Take each line in the entries below that holds "kills" and show it.

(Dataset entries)
☆ ☆ ☆ ☆

//! Bounded pool of idle SMTP sessions with per-session keep-alive.

use std::sync::Arc;
use std::time::Duration;

use tokio::time::{timeout, Instant};

use courier_smtp::{ClientError, SmtpProfile, SmtpSession};

use crate::error::PoolError;
use crate::DeliveryConfig;

/// A bounded FIFO of idle sessions.
///
/// Invariants: at most `capacity` sessions sit idle; a checked-out session
/// is owned by exactly one task; sessions put back are believed healthy and
/// sessions that failed a transmission never come back. Each dialed session
/// gets a background NOOP probe that takes it out of rotation as soon as
/// the relay stops answering.
pub struct SessionPool {
    profile: Arc<SmtpProfile>,
    idle_tx: async_channel::Sender<Arc<SmtpSession>>,
    idle_rx: async_channel::Receiver<Arc<SmtpSession>>,
    acquire_grace: Duration,
    probe_interval: Duration,
    quit_timeout: Duration,
}

impl SessionPool {
    #[must_use]
    pub fn new(profile: Arc<SmtpProfile>, config: &DeliveryConfig) -> Self {
        let (idle_tx, idle_rx) = async_channel::bounded(config.capacity);
        Self {
            profile,
            idle_tx,
            idle_rx,
            acquire_grace: config.acquire_grace,
            probe_interval: config.probe_interval,
            quit_timeout: config.quit_timeout,
        }
    }

    /// Number of sessions currently idle.
    #[must_use]
    pub fn idle_sessions(&self) -> usize {
        self.idle_rx.len()
    }

    /// Take an idle session, or dial a new one when the pool stays empty
    /// past the grace period. Whichever arrives first wins the race; a
    /// failed dial surfaces so the caller's retry loop keeps waiting on
    /// the pool.
    ///
    /// # Errors
    ///
    /// Returns `Closed` after shutdown, or `Dial` when no pooled session
    /// was free and establishing a fresh one failed.
    pub async fn acquire(&self) -> Result<Arc<SmtpSession>, PoolError> {
        if let Some(session) = self.try_take() {
            return Ok(session);
        }

        if let Ok(found) = timeout(self.acquire_grace, self.recv_alive()).await {
            return found;
        }

        tokio::select! {
            found = self.recv_alive() => found,
            dialed = self.connect_new() => dialed.map_err(PoolError::Dial),
        }
    }

    /// Put a healthy session back. Dead sessions and overflow beyond the
    /// capacity are dropped; the probe ends with the last reference.
    pub fn release(&self, session: Arc<SmtpSession>) {
        if !session.is_alive() {
            return;
        }
        let _ = self.idle_tx.try_send(session);
    }

    /// Dial a fresh session and start its keep-alive probe.
    ///
    /// # Errors
    ///
    /// Returns the handshake error.
    pub async fn connect_new(&self) -> Result<Arc<SmtpSession>, ClientError> {
        let session = Arc::new(self.profile.connect().await?);
        self.spawn_probe(&session);
        Ok(session)
    }

    /// Close the pool and QUIT every idle session within the drain
    /// deadline. Sessions still checked out finish their transaction and
    /// are dropped on release.
    pub async fn drain(&self) {
        self.idle_tx.close();
        let deadline = Instant::now() + self.quit_timeout;
        while let Ok(session) = self.idle_rx.try_recv() {
            let remaining = deadline.saturating_duration_since(Instant::now());
            if remaining.is_zero() {
                break;
            }
            let _ = timeout(remaining, session.quit()).await;
        }
    }

    fn try_take(&self) -> Option<Arc<SmtpSession>> {
        while let Ok(session) = self.idle_rx.try_recv() {
            if session.is_alive() {
                return Some(session);
            }
        }
        None
    }

    async fn recv_alive(&self) -> Result<Arc<SmtpSession>, PoolError> {
        loop {
            let session = self.idle_rx.recv().await.map_err(|_| PoolError::Closed)?;
            if session.is_alive() {
                return Ok(session);
            }
        }
    }

    /// Probe the session with NOOP on a fixed cadence. The weak reference
    /// lets the task end as soon as the session leaves circulation; a
    /// failed probe marks the session dead, which also ends the task.
    fn spawn_probe(&self, session: &Arc<SmtpSession>) {
        let weak = Arc::downgrade(session);
        let interval = self.probe_interval;
        tokio::spawn(async move {
            let mut ticker = tokio::time::interval(interval);
            ticker.tick().await;
            loop {
                ticker.tick().await;
                let Some(session) = weak.upgrade() else { break };
                if !session.is_alive() {
                    break;
                }
                if session.noop().await.is_err() {
                    tracing::debug!("keep-alive probe failed, session leaves rotation");
                    break;
                }
            }
        });
    }
}
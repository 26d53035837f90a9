//! Content transfer encodings used by the message serializer.

use base64::engine::general_purpose::STANDARD as BASE64;
use base64::Engine as _;

/// Longest allowed encoded line, excluding the CRLF.
const LINE_LIMIT: usize = 76;

/// Quoted-printable encoding (RFC 2045 section 6.7).
///
/// Line breaks in the input are normalized to CRLF, trailing whitespace
/// before a break is encoded, and long lines get soft breaks.
pub(crate) fn quoted_printable(input: &[u8]) -> String {
    let mut out = String::with_capacity(input.len() + input.len() / 8);
    let mut line_len = 0usize;
    let mut bytes = input.iter().copied().peekable();

    while let Some(byte) = bytes.next() {
        match byte {
            b'\r' => {
                // Emitted together with the following newline.
            }
            b'\n' => {
                out.push_str("\r\n");
                line_len = 0;
            }
            b' ' | b'\t' => {
                let at_line_end =
                    matches!(bytes.peek(), None | Some(&b'\n') | Some(&b'\r'));
                if at_line_end {
                    push_encoded(&mut out, &mut line_len, byte);
                } else {
                    push_literal(&mut out, &mut line_len, byte);
                }
            }
            0x21..=0x3C | 0x3E..=0x7E => push_literal(&mut out, &mut line_len, byte),
            _ => push_encoded(&mut out, &mut line_len, byte),
        }
    }
    out
}

fn push_literal(out: &mut String, line_len: &mut usize, byte: u8) {
    if *line_len + 1 >= LINE_LIMIT {
        out.push_str("=\r\n");
        *line_len = 0;
    }
    out.push(byte as char);
    *line_len += 1;
}

fn push_encoded(out: &mut String, line_len: &mut usize, byte: u8) {
    if *line_len + 3 >= LINE_LIMIT {
        out.push_str("=\r\n");
        *line_len = 0;
    }
    out.push('=');
    out.push_str(&format!("{byte:02X}"));
    *line_len += 3;
}

/// Base64 with CRLF line wrapping at 76 columns (RFC 2045 section 6.8).
pub(crate) fn base64_wrapped(data: &[u8]) -> String {
    let encoded = BASE64.encode(data);
    let mut out = String::with_capacity(encoded.len() + 2 * (encoded.len() / LINE_LIMIT + 1));
    let mut start = 0;
    while start < encoded.len() {
        let end = usize::min(start + LINE_LIMIT, encoded.len());
        if start > 0 {
            out.push_str("\r\n");
        }
        out.push_str(&encoded[start..end]);
        start = end;
    }
    out
}

/// RFC 2047 header encoding. ASCII text passes through untouched; anything
/// else becomes B-encoded UTF-8 words folded across lines.
pub(crate) fn encode_header_value(value: &str) -> String {
    let plain = value
        .chars()
        .all(|c| c.is_ascii() && (!c.is_ascii_control() || c == '\t'));
    if plain {
        return value.to_string();
    }

    // 42 raw bytes keep each encoded word within the 75-char bound.
    const CHUNK: usize = 42;
    let mut words = Vec::new();
    let mut chunk = String::new();
    for ch in value.chars() {
        if chunk.len() + ch.len_utf8() > CHUNK {
            words.push(format!("=?UTF-8?B?{}?=", BASE64.encode(&chunk)));
            chunk.clear();
        }
        chunk.push(ch);
    }
    if !chunk.is_empty() {
        words.push(format!("=?UTF-8?B?{}?=", BASE64.encode(&chunk)));
    }
    words.join("\r\n ")
}

/// Escape lines starting with a dot for transmission inside DATA
/// (RFC 5321 section 4.5.2). Applied after signing, so signatures cover the
/// unstuffed bytes.
pub(crate) fn dot_stuff(data: &[u8]) -> Vec<u8> {
    let mut out = Vec::with_capacity(data.len() + 8);
    let mut at_line_start = true;
    for &byte in data {
        if at_line_start && byte == b'.' {
            out.push(b'.');
        }
        out.push(byte);
        at_line_start = byte == b'\n';
    }
    out
}
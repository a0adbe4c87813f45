//! Disc Hero headless entry point
//!
//! Runs the simulation with a simple autopilot, then saves progress.
//! Usage: `disc-hero [seed] [seconds]`. Data lives in `$DISC_HERO_DATA`
//! (default `./disc-hero-data`).

#[cfg(not(target_arch = "wasm32"))]
mod native {
    use disc_hero::Settings;
    use disc_hero::consts::*;
    use disc_hero::persistence::{FileStore, load_or_new, save_game};
    use disc_hero::sim::{GameKey, GameState, InputSnapshot, SoundKey, tick};
    use glam::Vec2;

    /// Display refresh the driver pretends to run at
    const DISPLAY_DT: f32 = 1000.0 / 60.0;

    /// Keeps a safe distance from the closest enemy and shoots at it
    #[derive(Default)]
    struct Autopilot {
        previous: InputSnapshot,
    }

    impl Autopilot {
        fn input(&mut self, state: &GameState) -> InputSnapshot {
            let hero = &state.hero;
            let target = state
                .active_enemies()
                .map(|e| e.pos)
                .min_by(|a, b| a.distance_squared(hero.pos).total_cmp(&b.distance_squared(hero.pos)));

            let mut input = InputSnapshot::default();
            let heading = match target {
                Some(pos) => {
                    input.aim = Some(pos);
                    let distance = pos.distance(hero.pos);
                    if distance > 300.0 {
                        pos - hero.pos
                    } else if distance < 150.0 {
                        hero.pos - pos
                    } else {
                        Vec2::ZERO
                    }
                }
                // Explore outward
                None => Vec2::new(1.0, 0.3),
            };
            if heading.x > 1.0 {
                input.down.insert(GameKey::Right);
            } else if heading.x < -1.0 {
                input.down.insert(GameKey::Left);
            }
            if heading.y > 1.0 {
                input.down.insert(GameKey::Down);
            } else if heading.y < -1.0 {
                input.down.insert(GameKey::Up);
            }
            if hero.charge >= MAX_CHARGE {
                input.down.insert(GameKey::Charge);
            }
            if state.active_loot.is_some() && state.time_ticks % 25 == 0 {
                input.down.insert(GameKey::Interact);
            }

            input.pressed = input.down.difference(&self.previous.down).copied().collect();
            input.released = self.previous.down.difference(&input.down).copied().collect();
            self.previous = input.clone();
            input
        }
    }

    #[derive(Default)]
    struct RunStats {
        ticks: u64,
        shots: u64,
        kills: u64,
        deaths: u64,
        level_ups: u64,
    }

    impl RunStats {
        fn record(&mut self, sounds: &[SoundKey]) {
            for sound in sounds {
                match sound {
                    SoundKey::Shoot => self.shots += 1,
                    SoundKey::EnemyDeath => self.kills += 1,
                    SoundKey::HeroDeath => self.deaths += 1,
                    SoundKey::LevelUp => self.level_ups += 1,
                    _ => {}
                }
            }
        }
    }

    pub fn run() {
        env_logger::init();
        log::info!("Disc Hero (headless) starting...");

        let mut args = std::env::args().skip(1);
        let seed = args.next().and_then(|s| s.parse::<u32>().ok()).unwrap_or(1);
        let seconds = args.next().and_then(|s| s.parse::<f32>().ok()).unwrap_or(60.0);
        let data_dir = std::env::var("DISC_HERO_DATA").unwrap_or_else(|_| "disc-hero-data".to_string());

        let mut store = FileStore::new(data_dir);
        let settings = Settings::load(&store);
        let mut state = load_or_new(&store, seed, settings);
        log::info!(
            "World {} ready: hero level {} at ({:.0}, {:.0})",
            state.world_seed,
            state.hero.level,
            state.hero.pos.x,
            state.hero.pos.y
        );

        let mut autopilot = Autopilot::default();
        let mut stats = RunStats::default();
        let mut accumulator = 0.0;
        let mut elapsed = 0.0;
        while elapsed < seconds * 1000.0 {
            elapsed += DISPLAY_DT;
            accumulator += DISPLAY_DT;

            let mut substeps = 0;
            while accumulator >= FRAME_LENGTH && substeps < MAX_SUBSTEPS {
                let input = autopilot.input(&state);
                tick(&mut state, &input);
                accumulator -= FRAME_LENGTH;
                substeps += 1;
                stats.ticks += 1;
            }

            let sounds = std::mem::take(&mut state.sounds);
            stats.record(&sounds);
        }

        log::info!(
            "Ran {} ticks: {} shots, {} kills, {} deaths, {} level-ups",
            stats.ticks,
            stats.shots,
            stats.kills,
            stats.deaths,
            stats.level_ups
        );
        match &state.dungeon {
            Some(dungeon) => log::info!("Hero ended inside {}", dungeon.name),
            None => log::info!("Hero ended in the overworld"),
        }
        log::info!(
            "Hero level {} with {} coins, {} items carried",
            state.hero.level,
            state.hero.coins,
            state.hero.inventory.len()
        );

        if let Err(e) = save_game(&mut store, &state) {
            log::warn!("Failed to save game: {e}");
        }
        state.settings.save(&mut store);
    }
}

#[cfg(not(target_arch = "wasm32"))]
fn main() {
    native::run();
}

#[cfg(target_arch = "wasm32")]
fn main() {
    // The browser host drives `disc_hero::sim::tick` directly
}
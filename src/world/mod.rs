//! Procedural world: overworld cells and dungeons
//!
//! The overworld is an unbounded grid of `CELL_SIZE` cells, each generated
//! from `(world_seed, x, y)` alone. Cells are cached and evicted
//! least-recently-used; regenerating an evicted cell gives the same discs.
//! Neighboring cells agree on their shared exit disc because its position
//! and size come from a seed owned by the edge, not by either cell.

pub mod biome;
pub mod dungeon;
pub mod generator;

use std::collections::{BTreeMap, BTreeSet};

use glam::Vec2;

pub use biome::{Biome, LevelBand, SpawnCheck, SpawnSlot, cell_level_band, level_band, populate_disc};
pub use dungeon::{Dungeon, DungeonKind, DungeonRecipe, create_dungeon};
pub use generator::{DiscGenerator, GenerationProfile, Region, is_connected};

use crate::consts::*;
use crate::random::Random;
use crate::sim::collision::Rect;
use crate::sim::disc::{AreaId, Disc, Portal, PortalDestination};
use crate::sim::enemy::Enemy;

const CELL_SALT: u32 = 0xCE11;
const VERTICAL_EDGE_SALT: u32 = 0xED6E_0001;
const HORIZONTAL_EDGE_SALT: u32 = 0xED6E_0002;

const START_RADIUS: f32 = 160.0;
const EXIT_MIN_RADIUS: f32 = 70.0;
const EXIT_MAX_RADIUS: f32 = 120.0;
/// Exits sit within this fraction of the cell size from the edge midpoint
const EXIT_SPREAD: f32 = 0.3;
/// Chance that a cell hides a dungeon portal
pub const DUNGEON_PORTAL_CHANCE: f32 = 0.25;

const CELL_PROFILE: GenerationProfile = GenerationProfile {
    target_discs: 30,
    max_iterations: 300,
    min_radius: 70.0,
    max_radius: 180.0,
    goal_bias: 0.35,
};

/// A generated overworld cell
#[derive(Debug, Clone, PartialEq)]
pub struct WorldCell {
    pub x: i32,
    pub y: i32,
    pub biome: Biome,
    pub min_level: u32,
    pub max_level: u32,
    pub bounds: Rect,
    pub discs: Vec<Disc>,
}

impl WorldCell {
    pub fn area(&self) -> AreaId {
        AreaId::Cell { x: self.x, y: self.y }
    }
}

/// Cell containing `point`
pub fn cell_coords(point: Vec2) -> (i32, i32) {
    (
        (point.x / CELL_SIZE + 0.5).floor() as i32,
        (point.y / CELL_SIZE + 0.5).floor() as i32,
    )
}

pub fn cell_bounds(x: i32, y: i32) -> Rect {
    let center = Vec2::new(x as f32, y as f32) * CELL_SIZE;
    Rect::around(center, CELL_SIZE / 2.0)
}

/// Every cell overlapping the square around `point` of half-size `radius`
pub fn cells_in_radius(point: Vec2, radius: f32) -> Vec<(i32, i32)> {
    let (min_x, min_y) = cell_coords(point - Vec2::splat(radius));
    let (max_x, max_y) = cell_coords(point + Vec2::splat(radius));
    let mut cells = Vec::new();
    for y in min_y..=max_y {
        for x in min_x..=max_x {
            cells.push((x, y));
        }
    }
    cells
}

/// Exit disc on a shared edge, identical for both neighbors
#[derive(Debug, Clone, Copy, PartialEq)]
pub struct EdgeExit {
    pub pos: Vec2,
    pub radius: f32,
}

/// Exit on the edge between `(x, y)` and `(x + 1, y)`
fn vertical_edge_exit(world: Random, x: i32, y: i32) -> EdgeExit {
    let mut random = world.add_seeds(&[VERTICAL_EDGE_SALT, x as u32, y as u32]);
    let offset = random.float_range(-EXIT_SPREAD, EXIT_SPREAD) * CELL_SIZE;
    let radius = random.float_range(EXIT_MIN_RADIUS, EXIT_MAX_RADIUS);
    EdgeExit {
        pos: Vec2::new((x as f32 + 0.5) * CELL_SIZE, y as f32 * CELL_SIZE + offset),
        radius,
    }
}

/// Exit on the edge between `(x, y)` and `(x, y + 1)`
fn horizontal_edge_exit(world: Random, x: i32, y: i32) -> EdgeExit {
    let mut random = world.add_seeds(&[HORIZONTAL_EDGE_SALT, x as u32, y as u32]);
    let offset = random.float_range(-EXIT_SPREAD, EXIT_SPREAD) * CELL_SIZE;
    let radius = random.float_range(EXIT_MIN_RADIUS, EXIT_MAX_RADIUS);
    EdgeExit {
        pos: Vec2::new(x as f32 * CELL_SIZE + offset, (y as f32 + 0.5) * CELL_SIZE),
        radius,
    }
}

/// The four exits of a cell: east, west, south, north
pub fn cell_exits(world_seed: u32, x: i32, y: i32) -> [EdgeExit; 4] {
    let world = Random::new(world_seed);
    [
        vertical_edge_exit(world, x, y),
        vertical_edge_exit(world, x - 1, y),
        horizontal_edge_exit(world, x, y),
        horizontal_edge_exit(world, x, y - 1),
    ]
}

/// Generate cell `(x, y)` and the enemies living on it
pub fn create_world_cell(world_seed: u32, x: i32, y: i32) -> (WorldCell, Vec<Enemy>) {
    let area = AreaId::Cell { x, y };
    let cell_random = Random::new(world_seed).add_seeds(&[CELL_SALT, x as u32, y as u32]);
    let band = cell_level_band(&mut cell_random.add_seed(1), y);
    let bounds = cell_bounds(x, y);

    let mut generator = DiscGenerator::new(
        area,
        cell_random.add_seed(2),
        CELL_PROFILE,
        Region::Rect(bounds),
        bounds.center(),
        START_RADIUS,
    );
    for exit in cell_exits(world_seed, x, y) {
        generator.add_goal(exit.pos, exit.radius);
    }
    let start_id = generator.start_id();
    let mut discs = generator.generate();

    let mut spawn_random = cell_random.add_seed(3);
    let mut next_serial = 0;
    let mut enemies = Vec::new();
    for disc in discs.iter_mut() {
        disc.biome = band.biome;
        disc.level = spawn_random.range(band.min_level as i32, band.max_level as i32) as u32;
        if disc.id != start_id {
            enemies.extend(populate_disc(
                &mut spawn_random,
                disc,
                band.biome.spawn_table(),
                &mut next_serial,
            ));
        }
    }

    let mut portal_random = cell_random.add_seed(4);
    if discs.len() > 1 && portal_random.chance(DUNGEON_PORTAL_CHANCE) {
        let index = portal_random.range(1, discs.len() as i32 - 1) as usize;
        let recipe = DungeonRecipe::roll(&mut portal_random, band.max_level);
        let disc = &mut discs[index];
        disc.portals.push(Portal::new(disc.pos, PortalDestination::Dungeon(recipe)));
    }

    let cell = WorldCell {
        x,
        y,
        biome: band.biome,
        min_level: band.min_level,
        max_level: band.max_level,
        bounds,
        discs,
    };
    (cell, enemies)
}

#[derive(Debug, Clone)]
struct CachedCell {
    cell: WorldCell,
    last_used: u64,
}

/// Lazily generated, LRU-bounded overworld
#[derive(Debug, Clone)]
pub struct World {
    seed: u32,
    capacity: usize,
    cells: BTreeMap<(i32, i32), CachedCell>,
    clock: u64,
}

impl World {
    pub fn new(seed: u32, capacity: usize) -> Self {
        Self {
            seed,
            capacity: capacity.max(1),
            cells: BTreeMap::new(),
            clock: 0,
        }
    }

    pub fn seed(&self) -> u32 {
        self.seed
    }

    pub fn capacity(&self) -> usize {
        self.capacity
    }

    pub fn len(&self) -> usize {
        self.cells.len()
    }

    pub fn is_empty(&self) -> bool {
        self.cells.is_empty()
    }

    pub fn contains(&self, x: i32, y: i32) -> bool {
        self.cells.contains_key(&(x, y))
    }

    pub fn cell(&self, x: i32, y: i32) -> Option<&WorldCell> {
        self.cells.get(&(x, y)).map(|cached| &cached.cell)
    }

    pub fn cell_mut(&mut self, x: i32, y: i32) -> Option<&mut WorldCell> {
        self.cells.get_mut(&(x, y)).map(|cached| &mut cached.cell)
    }

    pub fn cells(&self) -> impl Iterator<Item = &WorldCell> {
        self.cells.values().map(|cached| &cached.cell)
    }

    /// Mark a cell as used, generating it if needed
    ///
    /// Returns the spawned enemies when the cell was (re)generated.
    pub fn ensure_cell(&mut self, x: i32, y: i32) -> Option<Vec<Enemy>> {
        self.clock += 1;
        if let Some(cached) = self.cells.get_mut(&(x, y)) {
            cached.last_used = self.clock;
            return None;
        }
        let (cell, enemies) = create_world_cell(self.seed, x, y);
        log::info!(
            "Generated cell ({x}, {y}): {} {}-{}, {} discs, {} enemies",
            cell.biome.as_str(),
            cell.min_level,
            cell.max_level,
            cell.discs.len(),
            enemies.len()
        );
        self.cells.insert(
            (x, y),
            CachedCell {
                cell,
                last_used: self.clock,
            },
        );
        Some(enemies)
    }

    /// Drop least-recently-used cells beyond capacity, never touching `keep`
    ///
    /// Returns the evicted coordinates so their enemies can be purged.
    pub fn evict(&mut self, keep: &BTreeSet<(i32, i32)>) -> Vec<(i32, i32)> {
        let mut evicted = Vec::new();
        while self.cells.len() > self.capacity {
            let Some(oldest) = self
                .cells
                .iter()
                .filter(|(key, _)| !keep.contains(key))
                .min_by_key(|(_, cached)| cached.last_used)
                .map(|(key, _)| *key)
            else {
                break;
            };
            self.cells.remove(&oldest);
            log::debug!("Evicted cell {oldest:?}");
            evicted.push(oldest);
        }
        evicted
    }
}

☆ ☆ ☆ ☆

Solution below ::
        kills: u64,
                    SoundKey::EnemyDeath => self.kills += 1,
            "Ran {} ticks: {} shots, {} kills, {} deaths, {} level-ups",
            stats.kills,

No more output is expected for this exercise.